I think most folks either float their bait out on a baloon (tied to the main line) when the wind is out of the north to blow it out there, or use a kayak to paddle the bait out past the second sand bar. I've seen a battery powered air compressor used as a bait launcher to get it out there also (that was p retty cool). I've also seen some folks walk it out but that seems pretty risky walking a big chunk of bloody bait out in the dark (most folks I see shark fish at night). Distance to the 2nd sandbar varies but it's longer than most folks can cast - I guess there's a few surf fishing regulars that can get out there with a big surf rod butnot with a long steel leader and a sizeable chunk of meat on it.


----------



## true-king (Oct 2, 2007)

I saw a shark next to where we were standing on a sand barfriday on the beach in 2-3 feet of water! Was 4 or 5 feet long.


----------



## Flounderpounder (Oct 3, 2007)

A few weeks ago, East of Portofino, my wife was wade casting off a spit in less than knee deep water, maybe 50' from shore. A 3'-4'er cruised BETWEEN her and shore! Granted it was small, but it was the first one she ever saw. I thought she had big eyes before.....HAHA! Wish I had the camera ready!


----------



## booyahfishing (Jul 8, 2008)

when me and my buddies go out, we don't have a kayak or anything, so we have to cast out. We wade out to where we feel comfortable and then cast from that point. We are usually 50 feet or so out, in knee to waist deep water. We have had much success catching 4-5 footers doing that method. It is probably safer to kayak out since most of this is done at night, but it is a bit of a rush(stupid) to not be able to see all around ya.


----------



## need2fish (Oct 2, 2007)

> *true-king (10/14/2008)*I saw a shark next to where we were standing on a sand barfriday on the beach in 2-3 feet of water! Was 4 or 5 feet long.

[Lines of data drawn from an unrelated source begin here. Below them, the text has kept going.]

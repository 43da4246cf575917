/// Parser for OpenCover XML coverage reports.
///
/// OpenCover structure:
///   <CoverageSession>
///     <Modules>
///       <Module>
///         <Files>
///           <File uid="1" fullPath="C:\src\Calc.cs" />
///         </Files>
///         <Classes><Class><Methods>
///           <Method>
///             <FileRef uid="1" />
///             <SequencePoints>
///               <SequencePoint vc="3" sl="12" ... />
///             </SequencePoints>
///           </Method>
///         </Methods></Class></Classes>
///       </Module>
///     </Modules>
///   </CoverageSession>
///
/// A `FileRef` sets the file that following sequence points belong to.
use std::collections::HashMap;
use std::path::Path;

use tracing::{debug, info};

use super::xml::XmlCursor;
use super::{hit_count, line_number, CoverageParser};
use crate::error::Result;
use crate::model::Coverage;
use crate::paths;

pub struct OpenCoverParser;

impl CoverageParser for OpenCoverParser {
    fn parse(&self, path: &Path, coverage: &mut Coverage) -> Result<()> {
        info!("Parsing the OpenCover report {}", paths::absolute(path).display());
        let mut cursor = XmlCursor::open(path)?;
        cursor.require_root_tag("CoverageSession")?;

        let mut files: HashMap<String, Option<String>> = HashMap::new();
        let mut file_ref: Option<String> = None;

        while let Some(tag) = cursor.next_tag()? {
            match tag.as_str() {
                "File" => {
                    let uid = cursor.require_attribute("uid")?;
                    let full_path = cursor.require_attribute("fullPath")?;
                    let canonical = match paths::canonical(full_path) {
                        Ok(p) => Some(p),
                        Err(e) => {
                            debug!(
                                "Skipping the import of OpenCover code coverage for the invalid file path: {} at line {}: {}",
                                full_path,
                                cursor.line(),
                                e
                            );
                            None
                        }
                    };
                    files.insert(uid.to_string(), canonical);
                }
                "FileRef" => {
                    file_ref = Some(cursor.require_attribute("uid")?.to_string());
                }
                "SequencePoint" => {
                    let line = cursor.require_int_attribute("sl")?;
                    let vc = cursor.require_int_attribute("vc")?;

                    let file = file_ref
                        .as_ref()
                        .and_then(|uid| files.get(uid))
                        .and_then(Option::as_ref);
                    if let (Some(file), Some(line), Some(hits)) =
                        (file, line_number(line), hit_count(vc))
                    {
                        coverage.add_hits(file, line, hits);
                    }
                }
                _ => {}
            }
        }

        Ok(())
    }
}
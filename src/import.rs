//! Hand the aggregated results over to the host.
//!
//! The host knows which files belong to the analysed project and stores the
//! measures; both sides are traits so any project model or metric store can
//! sit behind them.

use std::path::PathBuf;

use tracing::debug;

use crate::aggregate::{AggregationReport, CoverageAggregator, UnitTestResultsAggregator};
use crate::config::CoverageConfiguration;
use crate::error::Result;
use crate::model::{Coverage, FileSummary, LineHits, UnitTestResults};
use crate::wildcard::WildcardResolver;

/// A source file tracked by the host project.
#[derive(Debug, Clone, PartialEq, Eq)]
pub struct InputFile {
    pub path: PathBuf,
    pub language: Option<String>,
}

/// The host's view of the project's source files.
pub trait SourceFiles {
    /// The project file at `absolute_path`, if the project tracks one.
    fn input_file(&self, absolute_path: &str) -> Option<InputFile>;
}

#[derive(Debug, Clone, Copy, PartialEq, Eq, Hash, PartialOrd, Ord)]
pub enum Metric {
    LinesToCover,
    UncoveredLines,
    Tests,
    TestErrors,
    TestFailures,
    SkippedTests,
    TestExecutionTime,
    TestSuccessDensity,
}

impl Metric {
    pub fn key(&self) -> &'static str {
        match self {
            Metric::LinesToCover => "lines_to_cover",
            Metric::UncoveredLines => "uncovered_lines",
            Metric::Tests => "tests",
            Metric::TestErrors => "test_errors",
            Metric::TestFailures => "test_failures",
            Metric::SkippedTests => "skipped_tests",
            Metric::TestExecutionTime => "test_execution_time",
            Metric::TestSuccessDensity => "test_success_density",
        }
    }
}

/// Receives the measures computed from the reports.
pub trait MetricSink {
    /// Per-line hit counts of one file.
    fn save_line_hits(&mut self, file: &InputFile, hits: &LineHits);

    fn save_file_measure(&mut self, file: &InputFile, metric: Metric, value: f64);

    fn save_project_measure(&mut self, metric: Metric, value: f64);
}

/// Imports coverage of the configured language into the host.
pub struct CoverageImport {
    conf: CoverageConfiguration,
    aggregator: CoverageAggregator,
}

impl CoverageImport {
    pub fn new(conf: CoverageConfiguration, aggregator: CoverageAggregator) -> Self {
        Self { conf, aggregator }
    }

    pub fn should_execute(&self) -> bool {
        self.aggregator.has_report_paths()
    }

    pub fn analyze(
        &self,
        resolver: &WildcardResolver,
        files: &dyn SourceFiles,
        sink: &mut dyn MetricSink,
    ) -> Result<AggregationReport> {
        let mut coverage = Coverage::new();
        let report = self.aggregator.aggregate(resolver, &mut coverage)?;
        self.save(&coverage, files, sink);
        Ok(report)
    }

    fn save(&self, coverage: &Coverage, files: &dyn SourceFiles, sink: &mut dyn MetricSink) {
        for path in coverage.files() {
            let Some(input_file) = files.input_file(path) else {
                debug!(
                    "Code coverage will not be imported for the following file outside of the project: {}",
                    path
                );
                continue;
            };
            if input_file.language.as_deref() != Some(self.conf.language_key.as_str()) {
                debug!(
                    "Code coverage will not be imported for the following file, which is not a {} file: {}",
                    self.conf.language_key, path
                );
                continue;
            }
            let Some(hits) = coverage.hits(path) else {
                continue;
            };

            let summary = FileSummary::from_hits(path, hits);
            sink.save_line_hits(&input_file, hits);
            sink.save_file_measure(
                &input_file,
                Metric::LinesToCover,
                summary.lines_to_cover as f64,
            );
            sink.save_file_measure(
                &input_file,
                Metric::UncoveredLines,
                summary.uncovered_lines() as f64,
            );
        }
    }
}

/// Imports the project-wide unit test counters into the host.
pub struct UnitTestResultsImport {
    aggregator: UnitTestResultsAggregator,
}

impl UnitTestResultsImport {
    pub fn new(aggregator: UnitTestResultsAggregator) -> Self {
        Self { aggregator }
    }

    pub fn should_execute(&self) -> bool {
        self.aggregator.has_report_paths()
    }

    pub fn analyze(
        &self,
        resolver: &WildcardResolver,
        sink: &mut dyn MetricSink,
    ) -> Result<AggregationReport> {
        let mut results = UnitTestResults::new();
        let report = self.aggregator.aggregate(resolver, &mut results)?;

        sink.save_project_measure(Metric::Tests, results.tests as f64);
        sink.save_project_measure(Metric::TestErrors, results.errors as f64);
        sink.save_project_measure(Metric::TestFailures, results.failed as f64);
        sink.save_project_measure(Metric::SkippedTests, results.skipped as f64);
        sink.save_project_measure(
            Metric::TestExecutionTime,
            results.execution_time_ms as f64,
        );
        if let Some(density) = results.passed_percentage() {
            sink.save_project_measure(Metric::TestSuccessDensity, density);
        }
        Ok(report)
    }
}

Yeah - last year I saw a hugh hamerhead within spitting distance of shore in Navarre one afternoon. It cruised through the swmming area in the county park about 4 times before heading on. Most posts I read of folks shark fishing from the shore are at night though and they are getting their baits pretty far out there. It'd be interesting to hear people's experiences with shark hookups close in and far away. I wonder how muchof a difference it makes from an odds standpoint.


----------



## Sharker (Aug 6, 2008)

It varies daily and nightly with conditions. I usually have a spread, some casted baits, some deployed by kayak in the first gut and some past the second sandbar. Usually one position will be more productive then the others and you can concentrate your efforts there. When conditions change i.e. nightfall, wind shift that position may shift closer or farther. There are also days when it doesn't seem to matter and equal numbers of shark come from all distances.

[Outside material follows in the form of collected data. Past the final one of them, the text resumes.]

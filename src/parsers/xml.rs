//! Streaming cursor over an XML report.
//!
//! Every XML based parser follows the same shape: check the root element,
//! then loop over start tags dispatching on their local name and reading
//! attributes off the current tag. `XmlCursor` owns the open file and the
//! reader state for that loop and turns every failure into a `ParseError`
//! naming the report and the line the reader had reached.

use std::fmt;
use std::fs::File;
use std::io::{self, BufRead, BufReader, Read};
use std::path::{Path, PathBuf};

use quick_xml::events::{BytesStart, Event};
use quick_xml::reader::Reader;

use crate::error::{ParseError, ReportError, Result};

/// Counts newlines as the XML reader consumes its input.
struct LineCounter<R> {
    inner: R,
    newlines: u64,
}

impl<R: Read> Read for LineCounter<R> {
    fn read(&mut self, buf: &mut [u8]) -> io::Result<usize> {
        let n = self.inner.read(buf)?;
        self.newlines += count_newlines(&buf[..n]);
        Ok(n)
    }
}

impl<R: BufRead> BufRead for LineCounter<R> {
    fn fill_buf(&mut self) -> io::Result<&[u8]> {
        self.inner.fill_buf()
    }

    fn consume(&mut self, amt: usize) {
        // Already buffered, so this does not touch the underlying file.
        if let Ok(buf) = self.inner.fill_buf() {
            let n = amt.min(buf.len());
            self.newlines += count_newlines(&buf[..n]);
        }
        self.inner.consume(amt);
    }
}

fn count_newlines(bytes: &[u8]) -> u64 {
    bytes.iter().filter(|&&b| b == b'\n').count() as u64
}

/// A start tag with its attributes, keyed by local name.
#[derive(Debug)]
struct Tag {
    name: String,
    attributes: Vec<(String, String)>,
}

impl Tag {
    fn read(start: &BytesStart<'_>) -> std::result::Result<Self, quick_xml::Error> {
        let name = String::from_utf8_lossy(start.local_name().as_ref()).into_owned();
        let mut attributes = Vec::new();
        for attr in start.attributes() {
            let attr = attr?;
            let key = String::from_utf8_lossy(attr.key.local_name().as_ref()).into_owned();
            let value = attr.unescape_value()?.into_owned();
            attributes.push((key, value));
        }
        Ok(Self { name, attributes })
    }
}

enum Step {
    Tag(Tag),
    Open(Tag),
    Close,
    StrayText,
    Other,
    Eof,
}

pub struct XmlCursor {
    path: PathBuf,
    reader: Reader<LineCounter<BufReader<File>>>,
    buf: Vec<u8>,
    current: Option<Tag>,
    seen_tag: bool,
    depth: usize,
}

impl fmt::Debug for XmlCursor {
    fn fmt(&self, f: &mut fmt::Formatter<'_>) -> fmt::Result {
        f.debug_struct("XmlCursor")
            .field("path", &self.path)
            .field("line", &self.line())
            .finish_non_exhaustive()
    }
}

impl XmlCursor {
    /// Open the report at `path`. The file stays open until the cursor is
    /// dropped.
    pub fn open(path: &Path) -> Result<Self> {
        let file = File::open(path).map_err(|e| ReportError::io(path, e))?;
        let mut reader = Reader::from_reader(LineCounter {
            inner: BufReader::new(file),
            newlines: 0,
        });
        reader.trim_text(true);

        Ok(Self {
            path: path.to_path_buf(),
            reader,
            buf: Vec::new(),
            current: None,
            seen_tag: false,
            depth: 0,
        })
    }

    pub fn path(&self) -> &Path {
        &self.path
    }

    /// 1-based line the reader has reached.
    pub fn line(&self) -> u64 {
        self.reader.get_ref().newlines + 1
    }

    /// Advance to the next start tag and return its local name, or `None`
    /// at the end of the document.
    pub fn next_tag(&mut self) -> Result<Option<String>> {
        loop {
            self.buf.clear();
            let step = match self.reader.read_event_into(&mut self.buf) {
                Ok(Event::Start(e)) => Tag::read(&e).map(Step::Open),
                Ok(Event::Empty(e)) => Tag::read(&e).map(Step::Tag),
                Ok(Event::End(_)) => Ok(Step::Close),
                Ok(Event::Text(_)) if !self.seen_tag => Ok(Step::StrayText),
                Ok(Event::Eof) => Ok(Step::Eof),
                Ok(_) => Ok(Step::Other),
                Err(e) => Err(e),
            };

            match step.map_err(|e| self.xml_error(&e))? {
                Step::Open(tag) => {
                    self.depth += 1;
                    return Ok(Some(self.enter(tag)));
                }
                Step::Tag(tag) => return Ok(Some(self.enter(tag))),
                Step::Close => self.depth = self.depth.saturating_sub(1),
                Step::StrayText => {
                    return Err(self.parse_error(
                        "Error while parsing the XML file: unexpected content before the root element",
                    ));
                }
                Step::Eof => {
                    self.current = None;
                    if self.depth > 0 {
                        return Err(self.parse_error(
                            "Error while parsing the XML file: unexpected end of file",
                        ));
                    }
                    return Ok(None);
                }
                Step::Other => {}
            }
        }
    }

    fn enter(&mut self, tag: Tag) -> String {
        let name = tag.name.clone();
        self.current = Some(tag);
        self.seen_tag = true;
        name
    }

    /// Advance to the first start tag and check that it is `<name>`.
    pub fn require_root_tag(&mut self, name: &str) -> Result<()> {
        match self.next_tag()? {
            Some(tag) if tag == name => Ok(()),
            _ => Err(self.parse_error(format!("Missing root element <{name}>"))),
        }
    }

    /// Local name of the tag the cursor is on.
    pub fn tag_name(&self) -> Option<&str> {
        self.current.as_ref().map(|t| t.name.as_str())
    }

    pub fn optional_attribute(&self, name: &str) -> Option<&str> {
        self.current.as_ref().and_then(|tag| {
            tag.attributes
                .iter()
                .find(|(key, _)| key == name)
                .map(|(_, value)| value.as_str())
        })
    }

    pub fn require_attribute(&self, name: &str) -> Result<&str> {
        self.optional_attribute(name).ok_or_else(|| {
            self.parse_error(format!(
                "Missing attribute \"{name}\" in element <{}>",
                self.tag_name().unwrap_or_default()
            ))
        })
    }

    pub fn require_int_attribute(&self, name: &str) -> Result<i64> {
        let value = self.require_attribute(name)?;
        value.parse::<i64>().map_err(|_| {
            self.parse_error(format!(
                "Expected an integer instead of \"{value}\" for the attribute \"{name}\""
            ))
        })
    }

    /// Integer value of `name`, or zero when it is absent or not a number.
    pub fn int_attribute_or_zero(&self, name: &str) -> i64 {
        self.optional_attribute(name)
            .and_then(|v| v.parse::<i64>().ok())
            .unwrap_or(0)
    }

    /// Pin a schema or version attribute to an expected value.
    pub fn require_attribute_equals(&self, name: &str, expected: i64) -> Result<()> {
        let actual = self.require_int_attribute(name)?;
        if actual != expected {
            return Err(self.parse_error(format!(
                "Expected \"{expected}\" instead of \"{actual}\" for the \"{name}\" attribute"
            )));
        }
        Ok(())
    }

    /// Build an error located at the cursor's current line.
    pub fn parse_error(&self, message: impl Into<String>) -> ReportError {
        ReportError::Parse(ParseError::new(message, &self.path, Some(self.line())))
    }

    fn xml_error(&self, err: &quick_xml::Error) -> ReportError {
        self.parse_error(format!("Error while parsing the XML file: {err}"))
    }
}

Lately more sharks have been coming off casted baits than anything, either throwing from shore into the wade gut or wading out and throwing into the first gut.

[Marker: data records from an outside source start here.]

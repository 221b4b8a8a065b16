//! Bridge to the cloud relay that forwards platform callbacks over a single
//! outbound WebSocket.

pub mod bridge;
pub mod frames;
pub mod outbox;

pub use bridge::{BridgeConfig, RelayBridge, VERIFY_ONLY_REPLY};
pub use frames::{ClientFrame, EnvelopeKind, RelayEnvelope, ServerFrame};
use std::collections::{BTreeMap, HashMap, HashSet, VecDeque};

use switchboard_core::types::SessionKey;

use crate::frames::ReplyFrame;

/// Replies that have not been acknowledged by the relay yet, in send order.
///
/// Every entry gets a sequence number so the connection task can tell which
/// ones it has already written on the current connection. On a new
/// connection everything still here is written again.
#[derive(Debug)]
pub struct Outbox {
    entries: VecDeque<(u64, ReplyFrame)>,
    next_seq: u64,
    capacity: usize,
}

impl Outbox {
    pub fn new(capacity: usize) -> Self {
        Self {
            entries: VecDeque::new(),
            next_seq: 0,
            capacity: capacity.max(1),
        }
    }

    /// Queue a reply. Hands the frame back when the outbox is full.
    pub fn push(&mut self, frame: ReplyFrame) -> Result<u64, ReplyFrame> {
        if self.entries.len() >= self.capacity {
            return Err(frame);
        }
        let seq = self.next_seq;
        self.next_seq += 1;
        self.entries.push_back((seq, frame));
        Ok(seq)
    }

    /// Drop the reply with `id`. Returns `false` for unknown or repeated acks.
    pub fn ack(&mut self, id: &str) -> bool {
        match self.entries.iter().position(|(_, f)| f.id == id) {
            Some(pos) => {
                self.entries.remove(pos);
                true
            }
            None => false,
        }
    }

    /// Entries with a sequence number of at least `seq`, oldest first.
    pub fn since(&self, seq: u64) -> Vec<(u64, ReplyFrame)> {
        self.entries
            .iter()
            .filter(|(s, _)| *s >= seq)
            .cloned()
            .collect()
    }

    pub fn len(&self) -> usize {
        self.entries.len()
    }

    pub fn is_empty(&self) -> bool {
        self.entries.is_empty()
    }
}

/// Bounded memory of recently seen envelope ids.
#[derive(Debug)]
pub struct SeenIds {
    order: VecDeque<String>,
    ids: HashSet<String>,
    capacity: usize,
}

impl SeenIds {
    pub fn new(capacity: usize) -> Self {
        Self {
            order: VecDeque::new(),
            ids: HashSet::new(),
            capacity: capacity.max(1),
        }
    }

    /// Record `id`. Returns `false` if it was already seen.
    pub fn insert(&mut self, id: &str) -> bool {
        if self.ids.contains(id) {
            return false;
        }
        if self.order.len() >= self.capacity {
            if let Some(oldest) = self.order.pop_front() {
                self.ids.remove(&oldest);
            }
        }
        self.order.push_back(id.to_string());
        self.ids.insert(id.to_string());
        true
    }

    /// Forget `id` so a redelivery of it is accepted again.
    pub fn remove(&mut self, id: &str) -> bool {
        if !self.ids.remove(id) {
            return false;
        }
        self.order.retain(|seen| seen != id);
        true
    }

    pub fn len(&self) -> usize {
        self.order.len()
    }

    pub fn is_empty(&self) -> bool {
        self.order.is_empty()
    }
}

/// Where replies for one session go.
#[derive(Debug, Clone, PartialEq, Eq)]
pub struct Route {
    pub chat_id: String,
    pub last_envelope: String,
}

/// Reply routes keyed by session, holding at most `capacity` entries.
///
/// Refreshing a route makes it the newest; when full, the session that has
/// been quiet the longest is forgotten.
#[derive(Debug)]
pub struct Routes {
    routes: HashMap<SessionKey, (u64, Route)>,
    by_age: BTreeMap<u64, SessionKey>,
    next_stamp: u64,
    capacity: usize,
}

impl Routes {
    pub fn new(capacity: usize) -> Self {
        Self {
            routes: HashMap::new(),
            by_age: BTreeMap::new(),
            next_stamp: 0,
            capacity: capacity.max(1),
        }
    }

    pub fn insert(&mut self, key: SessionKey, route: Route) {
        if let Some((stamp, _)) = self.routes.remove(&key) {
            self.by_age.remove(&stamp);
        } else if self.routes.len() >= self.capacity {
            if let Some((_, oldest)) = self.by_age.pop_first() {
                self.routes.remove(&oldest);
            }
        }
        let stamp = self.next_stamp;
        self.next_stamp += 1;
        self.by_age.insert(stamp, key.clone());
        self.routes.insert(key, (stamp, route));
    }

    pub fn get(&self, key: &SessionKey) -> Option<&Route> {
        self.routes.get(key).map(|(_, route)| route)
    }

    pub fn len(&self) -> usize {
        self.routes.len()
    }

    pub fn is_empty(&self) -> bool {
        self.routes.is_empty()
    }
}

Many people overlook areas close to shore, farther is not always better. Shallow dingy and turbulent water give sharks the advantage over prey. I've pulled 9 footers out of the wade gut when baits deployed past the second bar don't turn a click. Other days they are only past last bar.


----------



## Sharker (Aug 6, 2008)

If you have limited rods to use a good general rule is rough and dingy close, clear and calm far.


----------



## need2fish (Oct 2, 2007)

Thanks Sharker - that was very informative!


----------



## POWER FISHERMAN (Aug 19, 2008)

Casting can work for the smaller blacktips and sometimes larger sharks say 100 lbs. But there are a lot of really larger sharks if you are willing to kayak your bait out. Here is a little article on shark bait deployment: SHARK BAIT PLACEMENT. Best of luck out there and hope you get some nice ones. 

Deaver


----------